A respiração das nossas narinas é apenas fumo,

e o pensamento, uma centelha do bater do coração!

3Quando ela se apaga, o nosso corpo voltará ao pó,

e o nosso espírito se dissolverá como o ar subtil.

4Com o tempo, o nosso nome cai­rá no esquecimento,

e ninguém se lembrará das nos­sas obras.

A nossa vida é como uma nuvem que passa sem deixar rasto,

há-de dissipar-se como bruma,

ferida pelos raios de sol

e abatida pelo seu calor.

5O tempo da nossa vida é como sombra que passa,

e o nosso fim não se pode adiar,

pois a vida está selada e nin­guém pode voltar atrás.

6Vinde, pois! Gozemos dos bens pre­­­sentes,

tiremos prazer das criaturas com o ardor da nossa juventude!

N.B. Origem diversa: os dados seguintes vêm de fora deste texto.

//! Allocation API queries
//!
//! This module provides:
//! - Validated allocation query parameters
//! - The `AllocationSource` seam the runner fetches through
//! - An HTTP client for the OpenCost allocation endpoint

mod client;
mod response;

pub use client::{AllocationClient, ClientConfig, DEFAULT_FETCH_TIMEOUT};
pub use response::AllocationResponse;

use crate::error::ExportError;
use async_trait::async_trait;

/// Parameters of a single allocation query
#[derive(Debug, Clone, PartialEq, Eq)]
pub struct AllocationQuery {
    /// Window specifier understood by the API ("7d", "yesterday", "month", ...)
    pub window: String,
    /// Ordered aggregation dimensions ("namespace", "pod", "label:team", ...)
    pub aggregate: Vec<String>,
    pub accumulate: bool,
    pub include_idle: bool,
    pub share_idle: Option<bool>,
    pub idle_by_node: Option<bool>,
}

impl AllocationQuery {
    pub fn new(window: impl Into<String>, aggregate: Vec<String>) -> Self {
        Self {
            window: window.into(),
            aggregate,
            accumulate: true,
            include_idle: false,
            share_idle: None,
            idle_by_node: None,
        }
    }

    /// Parse a comma-separated dimension list, dropping blanks
    pub fn parse_aggregate(dims: &str) -> Vec<String> {
        dims.split(',')
            .map(str::trim)
            .filter(|d| !d.is_empty())
            .map(str::to_string)
            .collect()
    }

    pub fn with_accumulate(mut self, accumulate: bool) -> Self {
        self.accumulate = accumulate;
        self
    }

    pub fn with_include_idle(mut self, include_idle: bool) -> Self {
        self.include_idle = include_idle;
        self
    }

    pub fn with_share_idle(mut self, share_idle: bool) -> Self {
        self.share_idle = Some(share_idle);
        self
    }

    pub fn with_idle_by_node(mut self, idle_by_node: bool) -> Self {
        self.idle_by_node = Some(idle_by_node);
        self
    }

    /// Reject parameters the API cannot answer
    pub fn validate(&self) -> Result<(), ExportError> {
        if self.window.trim().is_empty() {
            return Err(ExportError::InvalidQuery(
                "window specifier must not be empty".to_string(),
            ));
        }
        if self.aggregate.is_empty() {
            return Err(ExportError::InvalidQuery(
                "at least one aggregation dimension is required".to_string(),
            ));
        }
        if let Some(pos) = self.aggregate.iter().position(|d| d.trim().is_empty()) {
            return Err(ExportError::InvalidQuery(format!(
                "aggregation dimension {} is blank",
                pos + 1
            )));
        }
        Ok(())
    }

    /// Query string pairs in the order they are sent
    pub fn query_pairs(&self) -> Vec<(&'static str, String)> {
        let mut pairs = vec![
            ("window", self.window.trim().to_string()),
            (
                "aggregate",
                self.aggregate
                    .iter()
                    .map(|d| d.trim())
                    .collect::<Vec<_>>()
                    .join(","),
            ),
            ("accumulate", self.accumulate.to_string()),
            ("includeIdle", self.include_idle.to_string()),
        ];
        if let Some(share_idle) = self.share_idle {
            pairs.push(("shareIdle", share_idle.to_string()));
        }
        if let Some(idle_by_node) = self.idle_by_node {
            pairs.push(("idleByNode", idle_by_node.to_string()));
        }
        pairs
    }
}

/// Anything that can answer an allocation query
#[async_trait]
pub trait AllocationSource: Send + Sync {
    /// Issue one query; no retries happen here
    async fn fetch(&self, query: &AllocationQuery) -> Result<AllocationResponse, ExportError>;

    /// Human-readable endpoint for logs
    fn endpoint(&self) -> String;
}

#[cfg(test)]
mod tests {
    use super::*;

    #[test]
    fn test_parse_aggregate_keeps_order() {
        assert_eq!(
            AllocationQuery::parse_aggregate("namespace, pod ,,label:team"),
            vec!["namespace", "pod", "label:team"]
        );
        assert!(AllocationQuery::parse_aggregate(" , ").is_empty());
    }

    #[test]
    fn test_validate_rejects_empty_inputs() {
        let query = AllocationQuery::new("", vec!["namespace".into()]);
        assert!(matches!(query.validate(), Err(ExportError::InvalidQuery(_))));

        let query = AllocationQuery::new("7d", vec![]);
        assert!(matches!(query.validate(), Err(ExportError::InvalidQuery(_))));

        let query = AllocationQuery::new("7d", vec!["namespace".into()]);
        assert!(query.validate().is_ok());
    }

    #[test]
    fn test_validate_rejects_blank_dimension() {
        let query = AllocationQuery::new("7d", vec!["".into(), "namespace".into()]);
        match query.validate() {
            Err(ExportError::InvalidQuery(msg)) => assert!(msg.contains("dimension 1")),
            other => panic!("expected InvalidQuery, got {:?}", other),
        }

        let query = AllocationQuery::new("7d", vec!["namespace".into(), "  ".into()]);
        assert!(matches!(query.validate(), Err(ExportError::InvalidQuery(_))));
    }

    #[test]
    fn test_query_pairs_trim_dimensions() {
        let query = AllocationQuery::new(" 7d ", vec![" namespace".into(), "pod ".into()]);
        let pairs = query.query_pairs();
        assert_eq!(pairs[0], ("window", "7d".to_string()));
        assert_eq!(pairs[1], ("aggregate", "namespace,pod".to_string()));
    }

    #[test]
    fn test_query_pairs_omit_unset_idle_options() {
        let query = AllocationQuery::new("yesterday", vec!["namespace".into(), "pod".into()])
            .with_include_idle(true);
        let pairs = query.query_pairs();
        assert_eq!(
            pairs,
            vec![
                ("window", "yesterday".to_string()),
                ("aggregate", "namespace,pod".to_string()),
                ("accumulate", "true".to_string()),
                ("includeIdle", "true".to_string()),
            ]
        );

        let pairs = query.with_share_idle(false).query_pairs();
        assert_eq!(pairs.last(), Some(&("shareIdle", "false".to_string())));
    }
}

7Inebriemo-nos do melhor vinho e de perfumes,

e não deixemos passar as pri­mei­ras flores da Primavera!

8Coroemo-nos de botões de rosas, antes que murchem!

9Nenhum de nós falte às nossas orgias;

deixemos em toda a parte sinais da nossa alegria,

pois esta é a nossa parte e a nossa herança.»

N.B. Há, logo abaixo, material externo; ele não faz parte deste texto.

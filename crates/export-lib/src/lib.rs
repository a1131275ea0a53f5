//! OpenCost allocation export library
//!
//! This crate provides the core functionality for:
//! - Querying the OpenCost allocation API
//! - Flattening allocation windows into tabular records
//! - Encoding records as CSV, JSON or Parquet
//! - Publishing artifacts to date-partitioned object storage
//! - Running and scheduling exports with bounded retry
//! - Health checks and observability

pub mod error;
pub mod fetcher;
pub mod flatten;
pub mod health;
pub mod models;
pub mod observability;
pub mod publish;
pub mod runner;
pub mod scheduler;
pub mod writer;

pub use error::ExportError;
pub use health::{
    ComponentHealth, ComponentStatus, HealthRegistry, HealthResponse, ReadinessResponse,
};
pub use models::*;
pub use observability::{ExportMetrics, RunLogger};
pub use runner::{ExportRequest, ExportRunner, RetryPolicy, RunnerConfig};
pub use scheduler::{ExportScheduler, RunGuards, ScheduleSpec, TriggerOutcome};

Atitude dos ímpios para com o justo (Jr 20,10-13)

10«Oprimamos o justo na sua po­breza,

não poupemos a viúva

nem respeitemos os cabelos bran­cos do ancião!

11Seja a nossa força a norma da jus­tiça

porque o que é fraco para nada serve.

12Armemos laços ao justo por­que nos incomoda,

e se opõe à nossa forma de actuar.

Censura-nos as transgressões da Lei,

acusa-nos de sermos infiéis à nossa educação.

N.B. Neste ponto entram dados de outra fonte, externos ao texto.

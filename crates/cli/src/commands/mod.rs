//! CLI subcommands

pub mod preview;
pub mod run;
//! `oce preview`: fetch and flatten without producing an artifact

use anyhow::{Context, Result};
use colored::Colorize;
use export_lib::fetcher::{AllocationClient, AllocationSource, ClientConfig};
use export_lib::flatten::Flattener;
use export_lib::AllocationRecord;
use serde::Serialize;
use std::time::Duration;
use tabled::Tabled;

use crate::output::{color_efficiency, format_cost, print_info, print_json, print_table, OutputFormat};
use crate::PreviewArgs;

#[derive(Tabled, Serialize)]
struct AllocationRow {
    #[tabled(rename = "Name")]
    name: String,
    #[tabled(rename = "Namespace")]
    namespace: String,
    #[tabled(rename = "Team")]
    team: String,
    #[tabled(rename = "Window Start")]
    window_start: String,
    #[tabled(rename = "CPU Cost")]
    cpu_cost: String,
    #[tabled(rename = "RAM Cost")]
    ram_cost: String,
    #[tabled(rename = "Total Cost")]
    total_cost: String,
    #[tabled(rename = "Efficiency")]
    efficiency: String,
}

impl From<&AllocationRecord> for AllocationRow {
    fn from(record: &AllocationRecord) -> Self {
        Self {
            name: record.name.clone(),
            namespace: record.namespace.clone(),
            team: record.team.clone(),
            window_start: record
                .window_start
                .map(|ts| ts.format("%Y-%m-%d %H:%M").to_string())
                .unwrap_or_default(),
            cpu_cost: format_cost(record.cpu_cost),
            ram_cost: format_cost(record.ram_cost),
            total_cost: format_cost(record.total_cost),
            efficiency: color_efficiency(record.total_efficiency),
        }
    }
}

/// Print the records an export with these parameters would contain
pub async fn preview(api_url: &str, args: PreviewArgs, output: OutputFormat) -> Result<()> {
    let client = AllocationClient::new(ClientConfig {
        base_url: api_url.to_string(),
        timeout: Duration::from_secs(args.query.timeout_secs),
        ..ClientConfig::default()
    })
    .context("Failed to create allocation client")?;

    let query = args.query.to_query();
    let response = client
        .fetch(&query)
        .await
        .with_context(|| format!("Fetching allocations from {} failed", client.endpoint()))?;
    let records = Flattener::new(&response)
        .and_then(|flattener| flattener.collect())
        .context("Allocation response could not be flattened")?;

    let total = records.len();
    let shown = if args.limit == 0 {
        &records[..]
    } else {
        &records[..total.min(args.limit)]
    };

    match output {
        OutputFormat::Json => print_json(shown),
        OutputFormat::Table => {
            let rows: Vec<AllocationRow> = shown.iter().map(AllocationRow::from).collect();
            print_table(&rows, output);

            let total_cost: f64 = records.iter().map(|r| r.total_cost).sum();
            println!(
                "{} {} across {} allocations",
                "Total cost:".bold(),
                format_cost(total_cost),
                total
            );
            if shown.len() < total {
                print_info(&format!(
                    "Showing {} of {} records; pass --limit 0 to show all",
                    shown.len(),
                    total
                ));
            }
        }
    }

    Ok(())
}
//! HTTP API for health checks and Prometheus metrics

use axum::{
    extract::State,
    http::StatusCode,
    response::IntoResponse,
    routing::get,
    Json, Router,
};
use export_lib::{
    health::{ComponentStatus, HealthRegistry},
    observability::ExportMetrics,
};
use prometheus::{Encoder, TextEncoder};
use std::sync::Arc;
use tokio_util::sync::CancellationToken;
use tracing::{error, info};

/// Shared application state
#[derive(Clone)]
pub struct AppState {
    pub health_registry: HealthRegistry,
    pub metrics: ExportMetrics,
}

impl AppState {
    pub fn new(health_registry: HealthRegistry, metrics: ExportMetrics) -> Self {
        Self {
            health_registry,
            metrics,
        }
    }
}

/// 200 while every component is at least degraded, 503 otherwise
async fn healthz(State(state): State<Arc<AppState>>) -> impl IntoResponse {
    let health = state.health_registry.health().await;

    let status_code = match health.status {
        ComponentStatus::Healthy | ComponentStatus::Degraded => StatusCode::OK,
        ComponentStatus::Unhealthy => StatusCode::SERVICE_UNAVAILABLE,
    };

    (status_code, Json(health))
}

async fn readyz(State(state): State<Arc<AppState>>) -> impl IntoResponse {
    let readiness = state.health_registry.readiness().await;

    let status_code = if readiness.ready {
        StatusCode::OK
    } else {
        StatusCode::SERVICE_UNAVAILABLE
    };

    (status_code, Json(readiness))
}

/// Prometheus text exposition of the global registry
async fn metrics() -> impl IntoResponse {
    let encoder = TextEncoder::new();
    let metric_families = prometheus::gather();
    let mut buffer = Vec::new();

    if let Err(e) = encoder.encode(&metric_families, &mut buffer) {
        error!(error = %e, "Failed to encode metrics");
        return (
            StatusCode::INTERNAL_SERVER_ERROR,
            [("content-type", "text/plain; charset=utf-8")],
            e.to_string().into_bytes(),
        );
    }

    (
        StatusCode::OK,
        [("content-type", "text/plain; charset=utf-8")],
        buffer,
    )
}

pub fn create_router(state: Arc<AppState>) -> Router {
    Router::new()
        .route("/healthz", get(healthz))
        .route("/readyz", get(readyz))
        .route("/metrics", get(metrics))
        .with_state(state)
}

/// Serve the API until `shutdown` fires
pub async fn serve(port: u16, state: Arc<AppState>, shutdown: CancellationToken) -> anyhow::Result<()> {
    let app = create_router(state);

    let addr = format!("0.0.0.0:{}", port);
    info!(addr = %addr, "Starting API server");

    let listener = tokio::net::TcpListener::bind(&addr).await?;
    axum::serve(listener, app)
        .with_graceful_shutdown(async move { shutdown.cancelled().await })
        .await?;

    Ok(())
}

13Ele afirma ter o conhecimento de Deus

e chama-se a si mesmo filho do Senhor!

14Ele tornou-se uma viva censura para os nossos pensamentos;

só o acto de o vermos nos inco­moda,

15pois a sua vida não é seme­lhan­te à dos outros,

e os seus caminhos são muito di­ferentes.

16Ele considera-nos como escória

e afasta-se dos nossos caminhos como de imundícies.

Declara feliz a sorte final do justo

e gloria-se de ter a Deus por pai.

17Vejamos, pois, se as suas pala­vras são verdadeiras,

e que lhe acontecerá no fim da vida.

18Porque, se o justo é filho de Deus,

Deus há-de ampará-lo e tirá-lo das mãos dos seus adversá­rios.

19Provemo-lo com ultrajes e tor­tu­ras

para avaliar da sua paciência

e comprovar a sua resistência.

20Condenemo-lo a uma morte in­fame,

pois, segundo ele diz, Deus o pro­tegerá.»


Os critérios er­ra­dos dos ímpios

21Estes são os seus pensamentos, mas enganam-se

porque os cega a sua malícia.

22Ignoram os desígnios secretos de Deus,

não esperam a recompensa da pie­dade

e não acreditam no prémio reser­vado às almas simples.

23Com efeito, Deus criou o ho­mem para a incorruptibilidade

e fê-lo à imagem do seu próprio ser.

24Por inveja do diabo é que a mor­te entrou no mundo,

e hão-de prová-la os que perten­cem ao diabo.

Capítulo 3

Prémio para os justos, cas­tigo para os ímpios

1As almas dos justos estão nas mãos de Deus

e nenhum tormento os atingirá.

2Aos olhos dos insensatos parece­ram morrer,

a sua saída deste mundo foi tida como uma desgraça,

3a sua morte, como uma derrota.

Mas eles estão em paz.

4Se aos olhos dos homens foram castigados,

a sua esperança estava cheia de imortalidade.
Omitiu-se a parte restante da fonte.